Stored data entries

————

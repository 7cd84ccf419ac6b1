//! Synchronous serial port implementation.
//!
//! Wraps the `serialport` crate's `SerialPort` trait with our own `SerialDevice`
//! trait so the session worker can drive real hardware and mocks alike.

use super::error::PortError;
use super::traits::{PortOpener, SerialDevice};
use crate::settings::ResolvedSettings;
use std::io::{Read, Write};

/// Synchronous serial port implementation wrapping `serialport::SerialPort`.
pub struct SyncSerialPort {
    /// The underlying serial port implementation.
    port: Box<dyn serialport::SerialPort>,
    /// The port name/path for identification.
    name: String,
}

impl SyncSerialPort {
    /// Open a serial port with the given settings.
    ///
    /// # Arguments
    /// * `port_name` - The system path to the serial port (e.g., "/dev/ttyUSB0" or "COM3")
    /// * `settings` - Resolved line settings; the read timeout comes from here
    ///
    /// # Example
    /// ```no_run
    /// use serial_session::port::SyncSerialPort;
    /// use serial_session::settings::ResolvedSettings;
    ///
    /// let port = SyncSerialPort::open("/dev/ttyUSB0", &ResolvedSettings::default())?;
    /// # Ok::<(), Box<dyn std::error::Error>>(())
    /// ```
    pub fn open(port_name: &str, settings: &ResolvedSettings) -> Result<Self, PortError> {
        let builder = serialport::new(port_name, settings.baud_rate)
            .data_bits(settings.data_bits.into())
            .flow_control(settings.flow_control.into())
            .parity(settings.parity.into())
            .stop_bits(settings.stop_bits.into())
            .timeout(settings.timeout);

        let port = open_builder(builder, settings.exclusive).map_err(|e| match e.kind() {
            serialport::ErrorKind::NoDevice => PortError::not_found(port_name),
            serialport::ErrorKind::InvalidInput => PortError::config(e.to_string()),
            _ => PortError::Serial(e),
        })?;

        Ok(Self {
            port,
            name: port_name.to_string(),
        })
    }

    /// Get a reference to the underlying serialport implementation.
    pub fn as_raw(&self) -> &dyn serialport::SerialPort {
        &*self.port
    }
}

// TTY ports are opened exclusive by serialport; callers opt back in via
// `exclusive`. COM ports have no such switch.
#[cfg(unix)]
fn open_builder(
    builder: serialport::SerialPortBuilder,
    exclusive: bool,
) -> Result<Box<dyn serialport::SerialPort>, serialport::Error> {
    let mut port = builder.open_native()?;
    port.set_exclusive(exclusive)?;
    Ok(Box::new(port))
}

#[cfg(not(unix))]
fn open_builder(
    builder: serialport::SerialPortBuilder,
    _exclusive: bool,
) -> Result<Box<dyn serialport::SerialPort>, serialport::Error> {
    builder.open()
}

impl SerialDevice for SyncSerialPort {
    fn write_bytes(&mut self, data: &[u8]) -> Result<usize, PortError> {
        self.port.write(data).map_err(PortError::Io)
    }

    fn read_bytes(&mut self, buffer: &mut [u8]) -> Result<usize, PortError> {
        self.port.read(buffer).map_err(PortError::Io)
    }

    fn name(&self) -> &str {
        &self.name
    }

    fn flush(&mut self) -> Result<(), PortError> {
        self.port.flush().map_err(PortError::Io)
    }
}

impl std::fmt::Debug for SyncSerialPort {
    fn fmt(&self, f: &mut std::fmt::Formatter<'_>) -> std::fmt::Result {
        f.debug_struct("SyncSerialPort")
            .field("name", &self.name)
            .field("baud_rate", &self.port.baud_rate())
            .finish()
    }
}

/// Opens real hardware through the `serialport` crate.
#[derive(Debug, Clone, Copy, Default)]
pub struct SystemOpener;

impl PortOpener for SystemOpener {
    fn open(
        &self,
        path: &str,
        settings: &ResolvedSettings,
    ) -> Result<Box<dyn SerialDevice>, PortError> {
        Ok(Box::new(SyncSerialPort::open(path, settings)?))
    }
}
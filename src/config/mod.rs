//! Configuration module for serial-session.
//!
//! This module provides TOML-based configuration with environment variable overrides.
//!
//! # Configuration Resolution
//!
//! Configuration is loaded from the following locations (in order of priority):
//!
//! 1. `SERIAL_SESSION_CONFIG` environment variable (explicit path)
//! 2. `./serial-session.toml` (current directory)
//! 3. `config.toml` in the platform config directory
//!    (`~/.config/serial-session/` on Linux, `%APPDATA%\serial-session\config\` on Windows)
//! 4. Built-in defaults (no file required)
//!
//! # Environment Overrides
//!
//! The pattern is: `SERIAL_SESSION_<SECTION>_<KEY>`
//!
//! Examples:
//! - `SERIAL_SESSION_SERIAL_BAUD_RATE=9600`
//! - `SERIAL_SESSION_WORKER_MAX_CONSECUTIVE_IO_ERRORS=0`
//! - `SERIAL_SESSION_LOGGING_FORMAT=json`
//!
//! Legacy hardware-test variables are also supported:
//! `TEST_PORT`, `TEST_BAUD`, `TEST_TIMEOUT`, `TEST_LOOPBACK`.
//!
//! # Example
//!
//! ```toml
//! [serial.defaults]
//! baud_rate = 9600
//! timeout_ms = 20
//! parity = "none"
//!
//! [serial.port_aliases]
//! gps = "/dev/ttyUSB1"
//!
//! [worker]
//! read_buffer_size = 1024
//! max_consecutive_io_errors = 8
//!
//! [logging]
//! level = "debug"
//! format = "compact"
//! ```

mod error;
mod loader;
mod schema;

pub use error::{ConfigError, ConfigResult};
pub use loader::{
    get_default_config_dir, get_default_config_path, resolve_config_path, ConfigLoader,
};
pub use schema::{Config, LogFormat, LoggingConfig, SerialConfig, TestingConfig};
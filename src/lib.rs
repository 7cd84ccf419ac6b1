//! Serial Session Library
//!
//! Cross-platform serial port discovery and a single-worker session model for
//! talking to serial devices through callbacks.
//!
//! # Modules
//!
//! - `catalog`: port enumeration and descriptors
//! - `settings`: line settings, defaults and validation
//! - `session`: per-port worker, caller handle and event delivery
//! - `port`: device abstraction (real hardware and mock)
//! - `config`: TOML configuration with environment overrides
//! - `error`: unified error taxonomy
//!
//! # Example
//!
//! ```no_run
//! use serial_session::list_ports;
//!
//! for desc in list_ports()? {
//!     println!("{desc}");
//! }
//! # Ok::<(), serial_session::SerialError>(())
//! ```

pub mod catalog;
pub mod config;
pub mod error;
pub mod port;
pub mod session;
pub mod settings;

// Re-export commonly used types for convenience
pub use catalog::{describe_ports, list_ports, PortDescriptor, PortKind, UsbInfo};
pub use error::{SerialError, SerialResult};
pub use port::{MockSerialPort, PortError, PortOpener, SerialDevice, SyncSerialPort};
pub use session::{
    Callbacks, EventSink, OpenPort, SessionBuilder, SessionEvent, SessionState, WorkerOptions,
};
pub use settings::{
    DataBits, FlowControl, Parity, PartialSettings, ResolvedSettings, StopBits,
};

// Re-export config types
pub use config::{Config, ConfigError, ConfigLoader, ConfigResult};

————

* [Work instruction]
Review the entries above and return every line where "hardware" appears.

* [Exercise solution]
//! trait so the session worker can drive real hardware and mocks alike.
/// Opens real hardware through the `serialport` crate.
//! Legacy hardware-test variables are also supported:
//! - `port`: device abstraction (real hardware and mock)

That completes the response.